MÍSEROS / MISERABLES

 
Diego Rivera. Mural -detalle-

"Para los enfermos de dolor universal, la vida y el mundo son sin sentido porque son miserables. En cambio, para nosotros, el mundo y la vida son miserables porque son sin sentido". (Günther Anders)


 Bajo la profunda misantropía y el denodado desprecio hacia la persona que se profesan en este país, a menudo, se confunde la miseria material y vital que padecen las personas en situación de pobreza con la conducta miserable que ejerce otra gran parte de la ciudadanía y que ostentan los gestores de la llamada “crisis financiera”.

Es común apreciar esa confusión intencionada, que rezuma como un estertor, en boca de cualquiera de los tertulianos al uso que tanto frecuentan las pantallas para la disuasión y el embrutecimiento o también, por esos otros estilistas de “la espada en el plumín”, que tan flamígeramente circulan por los campos narrativos, tea en mano, dispuestos a quemar rastrojos humanos. Si, se tergiversa con alevosía la miseria que sufren millones de personas con la miserabilidad insultante de quienes gestionan el poder o lo sustentan, porque se desconfía tanto del ser humano, tan profundamente, que se encubre al miserable (perverso, abyecto, canalla) con el mísero (desdichado, infeliz).

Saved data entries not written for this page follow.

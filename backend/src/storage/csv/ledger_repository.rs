//! # CSV Ledger Repository
//!
//! Stores transactions in one CSV sheet per calendar month.
//!
//! ## File Structure
//!
//! ```text
//! data/
//! ├── budget.yaml
//! └── ledgers/
//!     ├── 2026-09.csv
//!     └── 2026-10.csv    ← id,date,item,amount,category,type,recorded_at
//! ```
//!
//! Dates are written as ISO `YYYY-MM-DD` and `recorded_at` as RFC 3339. Sheets are
//! rewritten through a temp file and renamed into place, so readers never see a
//! half-written sheet. Rows that fail to parse are logged and skipped.

use anyhow::{anyhow, Context, Result};
use async_trait::async_trait;
use chrono::{DateTime, NaiveDate};
use csv::{Reader, WriterBuilder};
use serde::{Deserialize, Serialize};
use std::fs::{self, File};
use std::io::BufWriter;
use tracing::{debug, info, warn};

use super::connection::{CsvConnection, LEDGER_HEADER};
use super::run_blocking;
use crate::domain::models::period::LedgerPeriod;
use crate::domain::models::transaction::{Transaction, TransactionType};
use crate::storage::traits::LedgerStorage;

/// CSV record structure for ledger rows
#[derive(Debug, Clone, Serialize, Deserialize)]
struct LedgerRecord {
    id: String,
    date: String,
    item: String,
    amount: f64,
    category: String,
    #[serde(rename = "type")]
    transaction_type: String,
    recorded_at: String,
}

impl From<&Transaction> for LedgerRecord {
    fn from(transaction: &Transaction) -> Self {
        LedgerRecord {
            id: transaction.id.clone(),
            date: transaction.date.format("%Y-%m-%d").to_string(),
            item: transaction.item.clone(),
            amount: transaction.amount,
            category: transaction.category.clone(),
            transaction_type: transaction.transaction_type.to_string(),
            recorded_at: transaction.recorded_at.to_rfc3339(),
        }
    }
}

impl TryFrom<LedgerRecord> for Transaction {
    type Error = anyhow::Error;

    fn try_from(record: LedgerRecord) -> Result<Self> {
        let date = NaiveDate::parse_from_str(record.date.trim(), "%Y-%m-%d")
            .with_context(|| format!("invalid date '{}'", record.date))?;
        let transaction_type: TransactionType = record.transaction_type.parse()?;
        let recorded_at = DateTime::parse_from_rfc3339(record.recorded_at.trim())
            .with_context(|| format!("invalid recorded_at '{}'", record.recorded_at))?;
        if !record.amount.is_finite() {
            return Err(anyhow!("invalid amount '{}'", record.amount));
        }

        Ok(Transaction {
            id: record.id,
            date,
            item: record.item,
            amount: record.amount,
            category: record.category,
            transaction_type,
            recorded_at,
        })
    }
}

/// CSV-based ledger repository, one sheet per month
#[derive(Debug, Clone)]
pub struct LedgerRepository {
    connection: CsvConnection,
}

impl LedgerRepository {
    pub fn new(connection: CsvConnection) -> Self {
        Self { connection }
    }

    /// Read every row of a bucket, oldest first. Missing sheet means no rows.
    fn read_period(&self, period: LedgerPeriod) -> Result<Vec<Transaction>> {
        let file_path = self.connection.ledger_file_path(period);
        if !file_path.exists() {
            return Ok(Vec::new());
        }

        let mut reader = Reader::from_path(&file_path)
            .with_context(|| format!("Failed to open ledger {}", file_path.display()))?;

        let mut transactions = Vec::new();
        for (index, result) in reader.deserialize::<LedgerRecord>().enumerate() {
            let record = match result {
                Ok(record) => record,
                Err(e) => {
                    warn!("Skipping unreadable row {} in ledger {}: {}", index + 1, period, e);
                    continue;
                }
            };
            match Transaction::try_from(record) {
                Ok(transaction) => transactions.push(transaction),
                Err(e) => {
                    warn!("Skipping malformed row {} in ledger {}: {:#}", index + 1, period, e);
                }
            }
        }

        sort_chronologically(&mut transactions);
        debug!("Read {} transactions from ledger {}", transactions.len(), period);
        Ok(transactions)
    }

    /// Rewrite a bucket through a temp file and rename it into place
    fn write_period(&self, period: LedgerPeriod, transactions: &[Transaction]) -> Result<()> {
        self.connection.ensure_ledger_file_exists(period)?;
        let file_path = self.connection.ledger_file_path(period);
        let temp_file_path = file_path.with_extension("csv.tmp");

        {
            let temp_file = File::create(&temp_file_path)?;
            let mut csv_writer = WriterBuilder::new()
                .has_headers(false)
                .from_writer(BufWriter::new(temp_file));

            csv_writer.write_record(LEDGER_HEADER)?;
            for transaction in transactions {
                csv_writer.serialize(LedgerRecord::from(transaction))?;
            }
            csv_writer.flush()?;
        }

        fs::rename(&temp_file_path, &file_path)
            .with_context(|| format!("Failed to replace ledger {}", file_path.display()))?;

        debug!("Wrote {} transactions to {}", transactions.len(), file_path.display());
        Ok(())
    }
}

fn sort_chronologically(transactions: &mut [Transaction]) {
    transactions.sort_by(|a, b| {
        a.date
            .cmp(&b.date)
            .then_with(|| a.recorded_at.cmp(&b.recorded_at))
            .then_with(|| a.id.cmp(&b.id))
    });
}

impl LedgerRepository {
    fn append_blocking(&self, transaction: &Transaction) -> Result<bool> {
        let period = transaction.period();
        let mut transactions = self.read_period(period)?;

        if transactions.iter().any(|t| t.id == transaction.id) {
            debug!("Transaction {} already in ledger {}, skipping append", transaction.id, period);
            return Ok(false);
        }

        transactions.push(transaction.clone());
        sort_chronologically(&mut transactions);
        self.write_period(period, &transactions)?;

        info!("Appended transaction {} to ledger {}", transaction.id, period);
        Ok(true)
    }

    fn remove_blocking(&self, period: LedgerPeriod, transaction_id: &str) -> Result<bool> {
        let mut transactions = self.read_period(period)?;
        let before = transactions.len();
        transactions.retain(|t| t.id != transaction_id);

        if transactions.len() == before {
            return Ok(false);
        }

        self.write_period(period, &transactions)?;
        info!("Removed transaction {} from ledger {}", transaction_id, period);
        Ok(true)
    }

    fn range_blocking(&self, start: NaiveDate, end: NaiveDate) -> Result<Vec<Transaction>> {
        let mut transactions = Vec::new();
        for period in LedgerPeriod::covering(start, end) {
            transactions.extend(
                self.read_period(period)?
                    .into_iter()
                    .filter(|t| t.date >= start && t.date <= end),
            );
        }
        sort_chronologically(&mut transactions);
        Ok(transactions)
    }

    fn periods_blocking(&self) -> Result<Vec<LedgerPeriod>> {
        let ledger_dir = self.connection.ledger_directory();
        if !ledger_dir.exists() {
            return Ok(Vec::new());
        }

        let mut periods = Vec::new();
        for entry in fs::read_dir(&ledger_dir)? {
            let path = entry?.path();
            if path.extension().and_then(|e| e.to_str()) != Some("csv") {
                continue;
            }
            let Some(stem) = path.file_stem().and_then(|s| s.to_str()) else {
                continue;
            };
            match stem.parse::<LedgerPeriod>() {
                Ok(period) => periods.push(period),
                Err(_) => debug!("Ignoring non-ledger file {}", path.display()),
            }
        }

        periods.sort_by(|a, b| b.cmp(a));
        Ok(periods)
    }
}

#[async_trait]
impl LedgerStorage for LedgerRepository {
    async fn append_transaction(&self, transaction: &Transaction) -> Result<bool> {
        let repository = self.clone();
        let transaction = transaction.clone();
        run_blocking(move || repository.append_blocking(&transaction)).await
    }

    async fn remove_transaction(&self, period: LedgerPeriod, transaction_id: &str) -> Result<bool> {
        let repository = self.clone();
        let transaction_id = transaction_id.to_string();
        run_blocking(move || repository.remove_blocking(period, &transaction_id)).await
    }

    async fn list_period(&self, period: LedgerPeriod) -> Result<Vec<Transaction>> {
        let repository = self.clone();
        run_blocking(move || repository.read_period(period)).await
    }

    async fn list_range(&self, start: NaiveDate, end: NaiveDate) -> Result<Vec<Transaction>> {
        let repository = self.clone();
        run_blocking(move || repository.range_blocking(start, end)).await
    }

    async fn list_periods(&self) -> Result<Vec<LedgerPeriod>> {
        let repository = self.clone();
        run_blocking(move || repository.periods_blocking()).await
    }
}

#[cfg(test)]
mod tests {
    use super::*;
    use crate::storage::csv::test_utils::TestEnvironment;
    use chrono::{FixedOffset, TimeZone};

    fn tx(id: &str, y: i32, m: u32, d: u32, hour: u32, amount: f64) -> Transaction {
        Transaction {
            id: id.to_string(),
            date: NaiveDate::from_ymd_opt(y, m, d).unwrap(),
            item: format!("item {}", id),
            amount,
            category: "Food".to_string(),
            transaction_type: TransactionType::Variable,
            recorded_at: FixedOffset::east_opt(7 * 3600)
                .unwrap()
                .with_ymd_and_hms(y, m, d, hour, 0, 0)
                .unwrap(),
        }
    }

    #[tokio::test]
    async fn test_append_and_list_period_in_order() {
        let env = TestEnvironment::new().await.unwrap();
        let repo = env.ledger_repository();

        repo.append_transaction(&tx("b", 2026, 10, 2, 9, 5.0)).await.unwrap();
        repo.append_transaction(&tx("a", 2026, 10, 1, 18, 12.5)).await.unwrap();
        repo.append_transaction(&tx("c", 2026, 10, 2, 8, 3.0)).await.unwrap();

        let period: LedgerPeriod = "2026-10".parse().unwrap();
        let rows = repo.list_period(period).await.unwrap();
        let ids: Vec<&str> = rows.iter().map(|t| t.id.as_str()).collect();
        assert_eq!(ids, vec!["a", "c", "b"]);
        assert_eq!(rows[0].amount, 12.5);
        assert_eq!(rows[0].category, "Food");
    }

    #[tokio::test]
    async fn test_append_is_idempotent_by_id() {
        let env = TestEnvironment::new().await.unwrap();
        let repo = env.ledger_repository();
        let transaction = tx("dup", 2026, 10, 3, 10, 9.0);

        assert!(repo.append_transaction(&transaction).await.unwrap());
        assert!(!repo.append_transaction(&transaction).await.unwrap());

        let rows = repo.list_period(transaction.period()).await.unwrap();
        assert_eq!(rows.len(), 1);
    }

    #[tokio::test]
    async fn test_ledger_file_layout() {
        let env = TestEnvironment::new().await.unwrap();
        let repo = env.ledger_repository();
        repo.append_transaction(&tx("x1", 2026, 10, 5, 12, 20.0)).await.unwrap();

        let content = fs::read_to_string(env.base_path.join("ledgers").join("2026-10.csv")).unwrap();
        let mut lines = content.lines();
        assert_eq!(lines.next(), Some("id,date,item,amount,category,type,recorded_at"));
        assert_eq!(
            lines.next(),
            Some("x1,2026-10-05,item x1,20.0,Food,Variable,2026-10-05T12:00:00+07:00")
        );
    }

    #[tokio::test]
    async fn test_list_range_spans_buckets() {
        let env = TestEnvironment::new().await.unwrap();
        let repo = env.ledger_repository();
        repo.append_transaction(&tx("sep", 2026, 9, 29, 12, 1.0)).await.unwrap();
        repo.append_transaction(&tx("oct", 2026, 10, 2, 12, 2.0)).await.unwrap();
        repo.append_transaction(&tx("late", 2026, 10, 20, 12, 3.0)).await.unwrap();

        let rows = repo
            .list_range(
                NaiveDate::from_ymd_opt(2026, 9, 28).unwrap(),
                NaiveDate::from_ymd_opt(2026, 10, 10).unwrap(),
            )
            .await
            .unwrap();
        let ids: Vec<&str> = rows.iter().map(|t| t.id.as_str()).collect();
        assert_eq!(ids, vec!["sep", "oct"]);
    }

    #[tokio::test]
    async fn test_list_periods_newest_first() {
        let env = TestEnvironment::new().await.unwrap();
        let repo = env.ledger_repository();
        assert!(repo.list_periods().await.unwrap().is_empty());

        repo.append_transaction(&tx("a", 2026, 8, 1, 12, 1.0)).await.unwrap();
        repo.append_transaction(&tx("b", 2026, 10, 1, 12, 1.0)).await.unwrap();
        repo.append_transaction(&tx("c", 2025, 12, 1, 12, 1.0)).await.unwrap();
        fs::write(env.base_path.join("ledgers").join("notes.csv"), "x").unwrap();

        let periods: Vec<String> = repo
            .list_periods()
            .await
            .unwrap()
            .iter()
            .map(|p| p.to_string())
            .collect();
        assert_eq!(periods, vec!["2026-10", "2026-08", "2025-12"]);
    }

    #[tokio::test]
    async fn test_remove_transaction() {
        let env = TestEnvironment::new().await.unwrap();
        let repo = env.ledger_repository();
        let keep = tx("keep", 2026, 10, 1, 12, 1.0);
        let removed = tx("removed", 2026, 10, 1, 13, 2.0);
        repo.append_transaction(&keep).await.unwrap();
        repo.append_transaction(&removed).await.unwrap();

        assert!(repo.remove_transaction(removed.period(), "removed").await.unwrap());
        assert!(!repo.remove_transaction(removed.period(), "removed").await.unwrap());

        let rows = repo.list_period(keep.period()).await.unwrap();
        assert_eq!(rows, vec![keep]);
    }

    #[tokio::test]
    async fn test_malformed_rows_are_skipped() {
        let env = TestEnvironment::new().await.unwrap();
        let repo = env.ledger_repository();
        let path = env.base_path.join("ledgers").join("2026-10.csv");
        fs::write(
            &path,
            "id,date,item,amount,category,type,recorded_at\n\
             ok,2026-10-01,Lunch,12.5,Food,Variable,2026-10-01T12:00:00+07:00\n\
             bad-date,10/02/2026,Lunch,4,Food,Variable,2026-10-02T12:00:00+07:00\n\
             bad-amount,2026-10-02,Lunch,lots,Food,Variable,2026-10-02T12:00:00+07:00\n\
             bad-type,2026-10-02,Rent,400,Housing,Monthly,2026-10-02T12:00:00+07:00\n",
        )
        .unwrap();

        let rows = repo.list_period("2026-10".parse().unwrap()).await.unwrap();
        assert_eq!(rows.len(), 1);
        assert_eq!(rows[0].id, "ok");
    }
}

Es así, la ira y el odio son los productos o sustratos sobre los que se asienta nuestra convivencia porque el dominio sólo puede subsistir en la medida en que los dominados hagan de lo que desean objeto de odio. En este sentido, sententa y tres años después, aún no se han cerrado los efectos fratricidas de la contienda civil, no se ha llegado a producir siquiera el paso previo a toda posibilidad de trascender aquél momento histórico, por el reconocimiento mutuo del dolor infringido, de la obscenidad compartida. Sin embargo, ahora se profundiza en esta perversa estrategia que alimenta el enfrentamiento cainita mediante la oportunidad que brinda de nuevo el “fin del conflicto vasco”, sobre el que se centra la atención en lo perentorio de ser vencedor o vencido, cuando lo trascendente es el dolor infringido, que debe ser reparado tanto con la aceptación del cumplimiento legal de las penas como con la cauterización de las heridas por la desactivación del victimismo en cualquiera de los bandos. Incluso ahora nos podemos permitir una tercera vía hacia otro naufragio con la apertura de otro conflicto, generado esta vez por “la ilusión de la independencia” de Cataluña, que alimenta en principio un odio de “baja intensidad” pero ávido de ofrecer sangre fresca en un próximo sacrificio sectario. Si, el abrazo de la paz es algo imposible mientras exista beligerancia declarada entre un “nosotros o ellos” para cualquiera de sus acepciones.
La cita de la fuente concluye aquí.